I got stuck on this syllabus about abstract algebra:
Let $J$ be a set and $\{ \pi_J \ : \ j \in J\}$ be a collection of profinite groups. Show that $\prod_{j \in J} \pi_j$ is again profinite.
Own attempts
For any $j \in J$ we have a projective with its projective limit equal to $\pi_j$. The directed system is is composed of a directed poset $I_j$, a collection of groups $\{ G^j_i \ : \ j \in J\}$, and a collection of maps $\{ f^j_{lk} \ : \ G^i_l \to G^i_k \ | \ l,k \in I_j \text{ and } l \geq k \}$.

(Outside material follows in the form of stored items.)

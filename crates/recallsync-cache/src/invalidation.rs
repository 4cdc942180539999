//! Mutation-to-key fan-out
//!
//! Maps each confirmed mutation to the cache keys whose contents it may
//! have changed server-side. The fan-out is deliberately broad for review
//! grading: rescheduling one card moves it in or out of every study queue
//! and due count, and the card row itself carries updated timestamps.

use recallsync_core::domain::{CacheKey, DeckId, KeyFamily, KeySelector, Mutation};

/// Static mapping from a mutation kind to the keys it invalidates
///
/// | mutation      | invalidated                                                        |
/// |---------------|--------------------------------------------------------------------|
/// | `CreateDeck`  | `decks:list`                                                       |
/// | `UpdateDeck`  | `decks:item:{id}`, `decks:list`                                    |
/// | `DeleteDeck`  | `decks:item:{id}`, `decks:list`                                    |
/// | `CreateCard`  | `cards:list:{deckId}`, `decks:item:{deckId}`                       |
/// | `UpdateCard`  | `cards:item:{id}`, `cards:list:{deckId}` when the deck is known    |
/// | `DeleteCard`  | as `UpdateCard`                                                    |
/// | `ReviewCard`  | `study:progress:{cardId}`, all study queues, all due counts,       |
/// |               | all card lists, `decks:list`                                       |
#[derive(Debug, Default, Clone, Copy)]
pub struct InvalidationGraph;

impl InvalidationGraph {
    pub fn new() -> Self {
        Self
    }

    /// Returns the selectors to invalidate once `mutation` is confirmed
    ///
    /// Card mutations identify their deck only through the cached card;
    /// the coordinator resolves that before confirmation and passes it as
    /// `deck_hint`. When the hint is absent the per-deck card list cannot
    /// be named and is skipped; the item key still invalidates.
    pub fn fanout(&self, mutation: &Mutation, deck_hint: Option<DeckId>) -> Vec<KeySelector> {
        match mutation {
            Mutation::CreateDeck { .. } => {
                vec![KeySelector::Exact(CacheKey::DecksList)]
            }
            Mutation::UpdateDeck { id, .. } | Mutation::DeleteDeck { id } => vec![
                KeySelector::Exact(CacheKey::DeckItem(*id)),
                KeySelector::Exact(CacheKey::DecksList),
            ],
            Mutation::CreateCard { deck_id, .. } => vec![
                KeySelector::Exact(CacheKey::CardsList(*deck_id)),
                // cardsCount changed
                KeySelector::Exact(CacheKey::DeckItem(*deck_id)),
            ],
            Mutation::UpdateCard { id, .. } | Mutation::DeleteCard { id } => {
                let mut keys = vec![KeySelector::Exact(CacheKey::CardItem(*id))];
                if let Some(deck_id) = deck_hint {
                    keys.push(KeySelector::Exact(CacheKey::CardsList(deck_id)));
                }
                keys
            }
            Mutation::ReviewCard { card_id, .. } => vec![
                KeySelector::Exact(CacheKey::StudyProgress(*card_id)),
                KeySelector::Family(KeyFamily::StudyNext),
                KeySelector::Family(KeyFamily::StudyDueCount),
                KeySelector::Family(KeyFamily::CardsLists),
                KeySelector::Exact(CacheKey::DecksList),
            ],
        }
    }
}
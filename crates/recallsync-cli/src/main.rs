//! recallsync CLI - Command-line interface for recallsync
//!
//! Provides commands for:
//! - Managing decks and cards
//! - Studying due cards interactively
//! - Checking due counts

use anyhow::Result;
use clap::{Parser, Subcommand};
use tracing_subscriber::EnvFilter;

mod commands;
mod output;

use commands::{cards::CardsCommand, decks::DecksCommand, study::StudyCommand, AppContext};
use output::{OutputFormat, Printer};

#[derive(Debug, Parser)]
#[command(name = "recallsync", version, about = "Spaced-repetition flashcards from the terminal")]
pub struct Cli {
    /// Output in JSON format
    #[arg(long, global = true)]
    json: bool,

    /// Verbose output (can be repeated: -v, -vv)
    #[arg(short, long, action = clap::ArgAction::Count, global = true)]
    verbose: u8,

    /// Use alternate config file
    #[arg(long, global = true)]
    config: Option<String>,

    #[command(subcommand)]
    command: Commands,
}

#[derive(Debug, Subcommand)]
pub enum Commands {
    /// Manage decks
    #[command(subcommand)]
    Decks(DecksCommand),
    /// Manage cards
    #[command(subcommand)]
    Cards(CardsCommand),
    /// Study due cards
    #[command(subcommand)]
    Study(StudyCommand),
}

#[tokio::main]
async fn main() -> Result<()> {
    let cli = Cli::parse();

    let filter = match cli.verbose {
        0 => "info",
        1 => "debug",
        _ => "trace",
    };
    let env_filter = EnvFilter::try_from_default_env().unwrap_or_else(|_| EnvFilter::new(filter));
    tracing_subscriber::fmt()
        .with_env_filter(env_filter)
        .with_target(false)
        .with_writer(std::io::stderr)
        .init();

    let format = if cli.json {
        OutputFormat::Json
    } else {
        OutputFormat::Human
    };
    let printer = Printer::new(format);

    let ctx = AppContext::init(cli.config.as_deref())?;
    ctx.spawn_refetch_worker();

    let result = match cli.command {
        Commands::Decks(cmd) => cmd.execute(&ctx, &printer).await,
        Commands::Cards(cmd) => cmd.execute(&ctx, &printer).await,
        Commands::Study(cmd) => cmd.execute(&ctx, &printer).await,
    };

    if let Err(err) = &result {
        printer.error(&format!("{err:#}"));
        std::process::exit(1);
    }
    Ok(())
}
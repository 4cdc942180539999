//! Integration tests for recallsync-gateway
//!
//! Uses wiremock to simulate the backend REST API and verifies that the
//! HTTP gateway hits the right endpoints, parses the wire format, and
//! normalizes every failure shape into the typed error taxonomy.

mod common;

mod test_cards;
mod test_decks;
mod test_study;
//! Study progress and due-item types
//!
//! `StudyProgress` is the per-card scheduling record maintained by the
//! server-side spaced-repetition algorithm. The client treats the scheduling
//! fields (`ease_factor`, `interval`, `repetition`, `due_date`) as opaque
//! output of the "quality in, new schedule out" contract.

use chrono::{DateTime, Utc};
use serde::{Deserialize, Serialize};

use super::card::Card;
use super::newtypes::{CardId, ProgressId};

/// Spaced-repetition scheduling record for one card (one-to-one)
#[derive(Debug, Clone, PartialEq, Serialize, Deserialize)]
#[serde(rename_all = "camelCase")]
pub struct StudyProgress {
    id: ProgressId,
    card_id: CardId,
    ease_factor: f64,
    /// Current inter-review interval in days
    interval: u32,
    /// Consecutive successful repetitions
    repetition: u32,
    due_date: DateTime<Utc>,
    review_count: u32,
    #[serde(default)]
    last_reviewed: Option<DateTime<Utc>>,
    created_at: DateTime<Utc>,
    updated_at: DateTime<Utc>,
}

impl StudyProgress {
    /// Creates a StudyProgress from its parts (typically deserialized server data)
    #[allow(clippy::too_many_arguments)]
    pub fn new(
        id: ProgressId,
        card_id: CardId,
        ease_factor: f64,
        interval: u32,
        repetition: u32,
        due_date: DateTime<Utc>,
        review_count: u32,
        last_reviewed: Option<DateTime<Utc>>,
        created_at: DateTime<Utc>,
        updated_at: DateTime<Utc>,
    ) -> Self {
        Self {
            id,
            card_id,
            ease_factor,
            interval,
            repetition,
            due_date,
            review_count,
            last_reviewed,
            created_at,
            updated_at,
        }
    }

    // --- Getters ---

    /// Returns the record's unique identifier
    pub fn id(&self) -> ProgressId {
        self.id
    }

    /// Returns the card this record schedules
    pub fn card_id(&self) -> CardId {
        self.card_id
    }

    /// Returns the current ease factor
    pub fn ease_factor(&self) -> f64 {
        self.ease_factor
    }

    /// Returns the current interval in days
    pub fn interval(&self) -> u32 {
        self.interval
    }

    /// Returns the consecutive repetition count
    pub fn repetition(&self) -> u32 {
        self.repetition
    }

    /// Returns when the card is next due
    pub fn due_date(&self) -> DateTime<Utc> {
        self.due_date
    }

    /// Returns the lifetime review count
    pub fn review_count(&self) -> u32 {
        self.review_count
    }

    /// Returns when the card was last reviewed, if ever
    pub fn last_reviewed(&self) -> Option<DateTime<Utc>> {
        self.last_reviewed
    }

    /// Returns when the record was created
    pub fn created_at(&self) -> DateTime<Utc> {
        self.created_at
    }

    /// Returns when the record was last updated
    pub fn updated_at(&self) -> DateTime<Utc> {
        self.updated_at
    }

    // --- Computed / mutators ---

    /// Returns true if the card is due at `now`
    pub fn is_due(&self, now: DateTime<Utc>) -> bool {
        self.due_date <= now
    }

    /// Optimistically stamps `last_reviewed`
    ///
    /// The scheduling fields are left untouched; they are only known once
    /// the server confirms the review.
    pub fn touch_reviewed(&mut self, at: DateTime<Utc>) {
        self.last_reviewed = Some(at);
        self.updated_at = at;
    }
}

/// A due item: a progress record joined with its card snapshot
///
/// Materialized by the remote collaborator (`get_next_due`); the embedded
/// card is a read-only snapshot, not independently owned by the cache.
/// On the wire the progress fields are flattened alongside a `card` object.
#[derive(Debug, Clone, PartialEq, Serialize, Deserialize)]
pub struct StudyItem {
    #[serde(flatten)]
    progress: StudyProgress,
    card: Card,
}

impl StudyItem {
    /// Creates a StudyItem from a progress record and its card snapshot
    pub fn new(progress: StudyProgress, card: Card) -> Self {
        Self { progress, card }
    }

    /// Returns the scheduling record
    pub fn progress(&self) -> &StudyProgress {
        &self.progress
    }

    /// Returns the embedded card snapshot
    pub fn card(&self) -> &Card {
        &self.card
    }

    /// Returns the reviewed card's identifier
    pub fn card_id(&self) -> CardId {
        self.progress.card_id()
    }
}
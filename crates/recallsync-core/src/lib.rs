//! recallsync Core - Domain logic and business rules
//!
//! This crate contains the hexagonal architecture core with:
//! - **Domain entities** - `Deck`, `Card`, `StudyProgress`, `StudyItem`
//! - **Cache vocabulary** - `CacheKey`, `KeyFamily`, `CachedValue`, `Mutation`
//! - **Port definitions** - The `RemoteGateway` trait and its typed error
//! - **Validated newtypes** - Ids, `Quality`, `DeckTitle`, `CardFace`
//!
//! # Architecture
//!
//! This crate follows the hexagonal (ports & adapters) architecture pattern.
//! The domain module contains pure business logic with no I/O. Ports define
//! trait interfaces that adapter crates implement (`recallsync-gateway` for
//! the HTTP backend). The cache, mutation, and study crates orchestrate
//! domain values through those interfaces.

pub mod config;
pub mod domain;
pub mod ports;
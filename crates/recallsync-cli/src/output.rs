//! CLI output formatting

use recallsync_core::domain::{Card, Deck};

/// Output format selector
#[derive(Debug, Clone, Copy, PartialEq)]
pub enum OutputFormat {
    Human,
    Json,
}

/// Formats command results in the selected output mode
pub struct Printer {
    format: OutputFormat,
}

impl Printer {
    pub fn new(format: OutputFormat) -> Self {
        Self { format }
    }

    pub fn success(&self, message: &str) {
        match self.format {
            OutputFormat::Human => println!("\u{2713} {message}"),
            OutputFormat::Json => {
                println!("{}", serde_json::json!({"success": true, "message": message}));
            }
        }
    }

    pub fn error(&self, message: &str) {
        match self.format {
            OutputFormat::Human => eprintln!("\u{2717} Error: {message}"),
            OutputFormat::Json => {
                eprintln!("{}", serde_json::json!({"success": false, "error": message}));
            }
        }
    }

    pub fn info(&self, message: &str) {
        if self.format == OutputFormat::Human {
            println!("  {message}");
        }
    }

    /// Prints a serializable value as pretty JSON (JSON mode only)
    pub fn json<T: serde::Serialize>(&self, value: &T) {
        if self.format == OutputFormat::Json {
            match serde_json::to_string_pretty(value) {
                Ok(text) => println!("{text}"),
                Err(err) => eprintln!("{}", serde_json::json!({"error": err.to_string()})),
            }
        }
    }

    pub fn is_json(&self) -> bool {
        self.format == OutputFormat::Json
    }

    /// One deck per line: id, title, card count
    pub fn deck_line(&self, deck: &Deck) {
        if self.format == OutputFormat::Human {
            println!(
                "{}  {}  ({} cards)",
                deck.id(),
                deck.title().as_str(),
                deck.cards_count()
            );
        }
    }

    /// One card per line: id and a truncated front
    pub fn card_line(&self, card: &Card) {
        if self.format == OutputFormat::Human {
            let front = card.front().as_str();
            let preview: String = front.chars().take(60).collect();
            let ellipsis = if front.chars().count() > 60 { "\u{2026}" } else { "" };
            println!("{}  {preview}{ellipsis}", card.id());
        }
    }
}
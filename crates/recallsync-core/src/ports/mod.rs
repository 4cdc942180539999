//! Port definitions (hexagonal architecture interfaces)
//!
//! Ports are interfaces the domain core depends on, but whose
//! implementations live in adapter crates.
//!
//! ## Ports Overview
//!
//! - [`RemoteGateway`] - The remote source of truth for decks, cards, and
//!   study scheduling (`recallsync-gateway` implements it over HTTP)

pub mod remote_gateway;

pub use remote_gateway::{
    CardDraft, CardPatch, DeckDraft, DeckPatch, GatewayError, GatewayErrorKind, GatewayResult,
    RemoteGateway,
};
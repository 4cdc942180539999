//! Integration tests for the cache store and invalidation graph

use std::sync::atomic::{AtomicUsize, Ordering};
use std::sync::Arc;

use chrono::Utc;
use recallsync_cache::{CacheStore, FreshnessStatus, InvalidationGraph};
use recallsync_core::config::CacheConfig;
use recallsync_core::domain::{
    CacheKey, CachedValue, Card, CardId, Deck, DeckId, Mutation, Quality,
};

fn sample_deck(title: &str) -> Deck {
    Deck::new(
        DeckId::new(),
        title.parse().unwrap(),
        None,
        0,
        Utc::now(),
        Utc::now(),
    )
}

fn sample_card(deck_id: DeckId) -> Card {
    Card::new(
        CardId::new(),
        deck_id,
        "front".parse().unwrap(),
        "back".parse().unwrap(),
        Utc::now(),
        Utc::now(),
    )
}

#[test]
fn test_review_fanout_marks_every_study_queue_stale() {
    let store = CacheStore::new(CacheConfig::default());
    let graph = InvalidationGraph::new();

    let deck_a = DeckId::new();
    let deck_b = DeckId::new();
    store.set(
        &CacheKey::StudyNext(deck_a),
        CachedValue::StudyQueue(Vec::new()),
        FreshnessStatus::Fresh,
    );
    store.set(
        &CacheKey::StudyNext(deck_b),
        CachedValue::StudyQueue(Vec::new()),
        FreshnessStatus::Fresh,
    );

    let mutation = Mutation::ReviewCard {
        card_id: CardId::new(),
        quality: Quality::new(5).unwrap(),
    };
    for selector in graph.fanout(&mutation, None) {
        store.invalidate_selector(&selector);
    }

    assert!(store.get(&CacheKey::StudyNext(deck_a)).status().is_stale());
    assert!(store.get(&CacheKey::StudyNext(deck_b)).status().is_stale());
}

#[test]
fn test_family_invalidation_spares_other_families() {
    let store = CacheStore::new(CacheConfig::default());
    let graph = InvalidationGraph::new();

    let deck = sample_deck("Kanji");
    let deck_id = deck.id();
    store.set(
        &CacheKey::DeckItem(deck_id),
        CachedValue::Deck(deck.clone()),
        FreshnessStatus::Fresh,
    );
    store.set(
        &CacheKey::CardsList(deck_id),
        CachedValue::Cards(vec![sample_card(deck_id)]),
        FreshnessStatus::Fresh,
    );

    let mutation = Mutation::ReviewCard {
        card_id: CardId::new(),
        quality: Quality::new(3).unwrap(),
    };
    for selector in graph.fanout(&mutation, None) {
        store.invalidate_selector(&selector);
    }

    // Card lists go stale on review, deck items do not
    assert!(store.get(&CacheKey::CardsList(deck_id)).status().is_stale());
    assert!(store.get(&CacheKey::DeckItem(deck_id)).status().is_fresh());
}

#[test]
fn test_invalidation_is_idempotent() {
    let store = CacheStore::new(CacheConfig::default());

    let deck = sample_deck("Geography");
    store.set(
        &CacheKey::DecksList,
        CachedValue::Decks(vec![deck.clone()]),
        FreshnessStatus::Fresh,
    );

    store.invalidate(&CacheKey::DecksList);
    let first = store.snapshot(&CacheKey::DecksList);
    store.invalidate(&CacheKey::DecksList);
    let second = store.snapshot(&CacheKey::DecksList);

    assert_eq!(first.status, second.status);
    assert_eq!(first.value, second.value);
}

#[test]
fn test_snapshot_restore_round_trip() {
    let store = CacheStore::new(CacheConfig::default());
    let deck = sample_deck("History");

    store.set(
        &CacheKey::DecksList,
        CachedValue::Decks(vec![deck.clone()]),
        FreshnessStatus::Fresh,
    );
    let before = store.snapshot(&CacheKey::DecksList);

    // Optimistic overwrite, then roll back
    store.set(
        &CacheKey::DecksList,
        CachedValue::Decks(Vec::new()),
        FreshnessStatus::Fresh,
    );
    store.restore(&CacheKey::DecksList, before.clone());

    let after = store.snapshot(&CacheKey::DecksList);
    assert_eq!(after.value, before.value);
    assert_eq!(after.status, before.status);
    assert_eq!(after.fetched_at, before.fetched_at);
}

#[test]
fn test_subscriber_sees_restore() {
    let store = CacheStore::new(CacheConfig::default());
    let notifications = Arc::new(AtomicUsize::new(0));

    store.set(
        &CacheKey::DecksList,
        CachedValue::DueCount(7),
        FreshnessStatus::Fresh,
    );
    let snapshot = store.snapshot(&CacheKey::DecksList);

    let counter = Arc::clone(&notifications);
    let _sub = store.subscribe(&CacheKey::DecksList, move |_| {
        counter.fetch_add(1, Ordering::SeqCst);
    });

    store.set(
        &CacheKey::DecksList,
        CachedValue::DueCount(8),
        FreshnessStatus::Fresh,
    );
    store.restore(&CacheKey::DecksList, snapshot);

    assert_eq!(notifications.load(Ordering::SeqCst), 2);
    assert_eq!(
        store
            .get(&CacheKey::DecksList)
            .value()
            .and_then(|v| v.as_due_count()),
        Some(7)
    );
}
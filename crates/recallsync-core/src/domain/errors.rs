//! Domain error types
//!
//! This module defines error types specific to domain operations,
//! including validation failures and invalid state transitions.

use thiserror::Error;

/// Errors that can occur in domain operations
#[derive(Debug, Error, Clone, PartialEq, Eq)]
pub enum DomainError {
    /// Invalid identifier format
    #[error("Invalid ID format: {0}")]
    InvalidId(String),

    /// Review quality outside the 0..=5 scale
    #[error("Quality must be between 0 and 5, got {0}")]
    QualityOutOfRange(u8),

    /// Deck title failed validation (empty or too long)
    #[error("Invalid deck title: {0}")]
    InvalidTitle(String),

    /// Deck description exceeds the allowed length
    #[error("Invalid deck description: {0}")]
    InvalidDescription(String),

    /// Card front/back text failed validation (empty or too long)
    #[error("Invalid card face: {0}")]
    InvalidCardFace(String),

    /// Cache key string did not match the key namespace
    #[error("Invalid cache key: {0}")]
    InvalidCacheKey(String),

    /// Invalid state transition attempt
    #[error("Invalid state transition from {from} to {to}")]
    InvalidState {
        /// The current state
        from: String,
        /// The attempted target state
        to: String,
    },

    /// Generic validation failure
    #[error("Validation failed: {0}")]
    ValidationFailed(String),
}
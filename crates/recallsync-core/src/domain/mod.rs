//! Domain entities and business logic
//!
//! This module contains the core domain types for recallsync:
//! - Newtypes for type-safe identifiers and validated domain types
//! - Deck, card, and study-progress entities
//! - The cache key namespace and cached value union
//! - The mutation vocabulary consumed by the coordinator
//! - Domain-specific error types

pub mod cache_key;
pub mod card;
pub mod deck;
pub mod errors;
pub mod mutation;
pub mod newtypes;
pub mod progress;
pub mod value;

// Re-export commonly used types
pub use cache_key::{CacheKey, KeyFamily, KeySelector};
pub use card::Card;
pub use deck::Deck;
pub use errors::DomainError;
pub use mutation::Mutation;
pub use newtypes::*;
pub use progress::{StudyItem, StudyProgress};
pub use value::CachedValue;
//! Shared test helpers for gateway integration tests
//!
//! Spins up a wiremock server and returns an [`HttpRemoteGateway`]
//! pointed at it. JSON fixtures follow the backend wire format
//! (camelCase fields, string UUIDs, RFC 3339 timestamps).

use serde_json::json;
use uuid::Uuid;
use wiremock::MockServer;

use recallsync_gateway::{ApiClient, HttpRemoteGateway};

/// Starts a mock backend and a gateway pointed at it
pub async fn setup_gateway() -> (MockServer, HttpRemoteGateway) {
    let server = MockServer::start().await;
    let client = ApiClient::with_base_url(server.uri()).with_token("test-token");
    (server, HttpRemoteGateway::new(client))
}

/// A deck response body in the backend wire format
pub fn deck_body(id: Uuid, title: &str, cards_count: u32) -> serde_json::Value {
    json!({
        "id": id.to_string(),
        "title": title,
        "cardsCount": cards_count,
        "createdAt": "2026-08-01T10:00:00Z",
        "updatedAt": "2026-08-01T10:00:00Z"
    })
}

/// A card response body in the backend wire format
pub fn card_body(id: Uuid, deck_id: Uuid, front: &str, back: &str) -> serde_json::Value {
    json!({
        "id": id.to_string(),
        "deckId": deck_id.to_string(),
        "front": front,
        "back": back,
        "createdAt": "2026-08-01T10:00:00Z",
        "updatedAt": "2026-08-01T10:00:00Z"
    })
}

/// A progress response body in the backend wire format
pub fn progress_body(card_id: Uuid) -> serde_json::Value {
    json!({
        "id": Uuid::new_v4().to_string(),
        "cardId": card_id.to_string(),
        "easeFactor": 2.5,
        "interval": 1,
        "repetition": 1,
        "dueDate": "2026-08-02T10:00:00Z",
        "reviewCount": 1,
        "lastReviewed": "2026-08-01T10:00:00Z",
        "createdAt": "2026-08-01T10:00:00Z",
        "updatedAt": "2026-08-01T10:00:00Z"
    })
}

/// A study item body: progress fields flattened with the card embedded
pub fn study_item_body(card_id: Uuid, deck_id: Uuid, front: &str) -> serde_json::Value {
    let mut body = progress_body(card_id);
    body.as_object_mut().unwrap().insert(
        "card".to_string(),
        card_body(card_id, deck_id, front, "back"),
    );
    body
}

/// The backend's error body shape
pub fn error_body(error_id: &str, message: &str) -> serde_json::Value {
    json!({ "errorId": error_id, "message": message })
}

We thought of interchanging the projective limit and the product: $$ \prod_{j \in J} \pi_j \ = \ \prod_{j \in J} \varprojlim_{i \in I_j} G_i^j \ ``=" \ \varprojlim_{i \in I_j} \prod_{j \in J} G_i^j $$ We wanted to justify this interchange using the universal property. However, the interchange as presented above is meaningless. We should create a new projective system to make this work. our first thought was to define $I := \sqcup_{j \in J} I_j$, with the obvious partial ordering, but that set is not directed.
I think we just need to apply a convenient operation to the sets $\{I_j : j \in J \}$ to obtain the right limit. Is this right? And if so, could you tell me what kind of operation I could think of?
You can try the topological approach, show that the product is compact Hausdorff totally disconnected. (note that a product of compact sets is compact is equivalent to the axiom of choice so even if you choose the alebraic approach you will most likely need to use the axiom of choice).